0

I need help figuring out why there is a discrepancy in the histogram A and B generated in the code below. I'm a physicist and some colleagues and me noted this as we were plotting the same data in python, IDL and Matlab. Python and IDL have the same problem, however Matlab does not. Matlab always reproduce histogram B.

import numpy as np
import matplotlib.pyplot as plt

t = np.random.randint(-1000,1000,10**3)

# A
tA = t/1000
binsizeA = 0.05
xminA = -1
xmaxA = 1
binsA = np.arange(xminA, xmaxA+binsizeA, binsizeA)
hA, _ , _ = plt.hist(tA, bins=binsA, histtype="step", label="A")

# B
tB = t
binsizeB = 50
xminB = -1000
xmaxB = 1000
binsB = np.arange(xminB, xmaxB+binsizeB, binsizeB)
hB, _ , _ = plt.hist(tB/1000, bins=binsB/1000, histtype="step", label="B")


plt.legend()
plt.show()

print(hA==hB)

Plot showing the histograms

The original data are time tagged measurements with microsecond presision saved as integers. The problems seems to be when the array are divided by 1000 (from microsecond to millisecond). Is there a way to avoid this?

Anders
  • 1

1 Answers1

0

I start by "recreating" scenario A, but directly by scaling everything (data + bins) from B:

C - binsB / 1000

# C
tC = tB / 1000
xminC = xminB / 1000
xmaxC = xmaxB / 1000
binsC = binsB / 1000
hC, _ , _ = plt.hist(tC, bins=binsC, histtype="step", label="C")

assert((hB == hC).all())

This produces the same histogram as hB, so the problem is in the way binsA is made:

binsA = np.arange(xminA, xmaxA+binsizeA, binsizeA)

From its docstring:

When using a non-integer step, such as 0.1, the results will often not be consistent. It is better to use numpy.linspace for these cases.
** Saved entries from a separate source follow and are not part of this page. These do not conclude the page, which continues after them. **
use serde::Deserialize;
use serde_json::json;

use crate::{
    domain::{
        order::{FundingSnapshot, Order},
        state_machine::{self, OrderState},
        store::OrderStore,
    },
    errors::AppError,
    infra::rpc::WalletRpcClient,
};

const SAT_PER_BTC: f64 = 100_000_000.0;

#[derive(Debug, Deserialize)]
struct ListUnspentEntry {
    txid: String,
    vout: i64,
    amount: f64,
    confirmations: i64,
    label: Option<String>,
}

fn btc_to_sat(amount: f64) -> i64 {
    (amount * SAT_PER_BTC).round() as i64
}

/// Pure aggregation over an order's labelled UTXOs: total value, minimum confirmation count,
/// and the first UTXO recorded as the order's funding reference.
fn aggregate(order: &Order, entries: &[ListUnspentEntry]) -> FundingSnapshot {
    let mut total_sat = 0i64;
    let mut min_conf: Option<i64> = None;
    let mut first: Option<(&ListUnspentEntry, i64)> = None;

    for entry in entries {
        if entry.label.as_deref() != Some(order.label.as_str()) {
            continue;
        }
        let sat = btc_to_sat(entry.amount);
        total_sat += sat;
        min_conf = Some(min_conf.map_or(entry.confirmations, |m: i64| m.min(entry.confirmations)));
        if first.is_none() {
            first = Some((entry, sat));
        }
    }

    let expected = order.expected_gross_sat();
    let shortfall_sat = if total_sat < expected {
        Some(expected - total_sat)
    } else {
        None
    };

    FundingSnapshot {
        funding_txid: first.map(|(e, _)| e.txid.clone()),
        vout: first.map(|(e, _)| e.vout),
        confirmations: min_conf,
        total_sat,
        shortfall_sat,
    }
}

fn is_promotable(order: &Order, snapshot: &FundingSnapshot) -> bool {
    let expected = order.expected_gross_sat();
    let tolerance = order.funding_tolerance_sat();
    let confs = snapshot.confirmations.unwrap_or(0);
    confs >= order.min_conf && snapshot.total_sat + tolerance >= expected
}

/// Pull-based reconciliation invoked from `GET /orders/{id}/status`. Enumerates unspent
/// outputs carrying this order's label (client-side filtered; the wallet's native label
/// filter is unreliable) and promotes to `escrow_funded` when the deposit is sufficient.
pub async fn reconcile(
    store: &OrderStore,
    rpc: &WalletRpcClient,
    order_id: &str,
) -> Result<(Order, FundingSnapshot), AppError> {
    let order = store
        .get_order(order_id)
        .await?
        .ok_or_else(|| AppError::NotFound(format!("order {order_id} not found")))?;

    let entries: Vec<ListUnspentEntry> = rpc
        .call("listunspent", json!([0, 9_999_999]))
        .await
        .unwrap_or_default();

    let snapshot = aggregate(&order, &entries);
    if !entries.is_empty() {
        store.update_funding(order_id, &snapshot).await?;
    }

    let promoted = order.state == OrderState::AwaitingDeposit
        && is_promotable(&order, &snapshot)
        && state_machine::allowed(order.state, OrderState::EscrowFunded);

    let updated = if promoted {
        let deadline = None; // escrow_funded does not itself stamp a deadline; signing does.
        store
            .update_state(
                order_id,
                OrderState::EscrowFunded,
                snapshot.confirmations,
                deadline,
            )
            .await?
    } else {
        order
    };

    Ok((updated, snapshot))
}

#[cfg(test)]
mod tests {
    use super::*;
    use time::OffsetDateTime;

    fn sample_order() -> Order {
        Order {
            order_id: "order1".into(),
            descriptor: "wsh(sortedmulti(2,...))".into(),
            index: 0,
            label: "escrow:order1".into(),
            min_conf: 2,
            amount_sat: 60_000,
            fee_est_sat: 1_500,
            state: OrderState::AwaitingDeposit,
            funding_txid: None,
            vout: None,
            confirmations: None,
            partials: vec![],
            outputs: None,
            output_type: None,
            payout_txid: None,
            deadline_ts: None,
            rbf_psbt: None,
            rbf_partials: vec![],
            rbf_state: None,
            last_webhook_ts: None,
            created_at: OffsetDateTime::now_utc(),
        }
    }

    #[test]
    fn promotion_requires_confirmations_and_amount() {
        let order = sample_order();
        let entries = vec![ListUnspentEntry {
            txid: "abc".into(),
            vout: 0,
            amount: 0.000665, // 66_500 sat
            confirmations: 2,
            label: Some("escrow:order1".into()),
        }];
        let snapshot = aggregate(&order, &entries);
        assert_eq!(snapshot.total_sat, 66_500);
        assert!(is_promotable(&order, &snapshot));
    }

    #[test]
    fn underfunded_deposit_reports_shortfall_and_stays_unpromoted() {
        let order = sample_order();
        let entries = vec![ListUnspentEntry {
            txid: "abc".into(),
            vout: 0,
            amount: 0.0006, // 60_000 sat
            confirmations: 2,
            label: Some("escrow:order1".into()),
        }];
        let snapshot = aggregate(&order, &entries);
        assert_eq!(snapshot.total_sat, 60_000);
        assert_eq!(snapshot.shortfall_sat, Some(1_500));
        assert!(!is_promotable(&order, &snapshot));
    }

    #[test]
    fn unlabelled_utxos_are_ignored() {
        let order = sample_order();
        let entries = vec![ListUnspentEntry {
            txid: "other".into(),
            vout: 0,
            amount: 1.0,
            confirmations: 10,
            label: Some("escrow:someone-else".into()),
        }];
        let snapshot = aggregate(&order, &entries);
        assert_eq!(snapshot.total_sat, 0);
    }

    #[test]
    fn insufficient_confirmations_blocks_promotion() {
        let order = sample_order();
        let entries = vec![ListUnspentEntry {
            txid: "abc".into(),
            vout: 0,
            amount: 0.000665,
            confirmations: 1,
            label: Some("escrow:order1".into()),
        }];
        let snapshot = aggregate(&order, &entries);
        assert!(!is_promotable(&order, &snapshot));
    }
}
So either go route C or use linspace to create the non-integer bins with less rounding errors.

D - np.linspace

Interestingly, using linspace does not yield floating-point equal bins as binsB / 1000 does:

# D
tD = t / 1000
bincountD = 41
xminD = -1
xmaxD = 1
binsD = np.linspace(xminD, xmaxD, 41)

hC, _ , _ = plt.hist(tC, bins=binsC, histtype="step", label="C")
hD, _ , _ = plt.hist(tD, bins=binsD, histtype="step", label="D")

plt.legend()
plt.show()

By inspection, both binsC look equal to binsD, but still differ in their least signifcant digits. I can "clamp" them to yield the same histogram by binsX.round(2).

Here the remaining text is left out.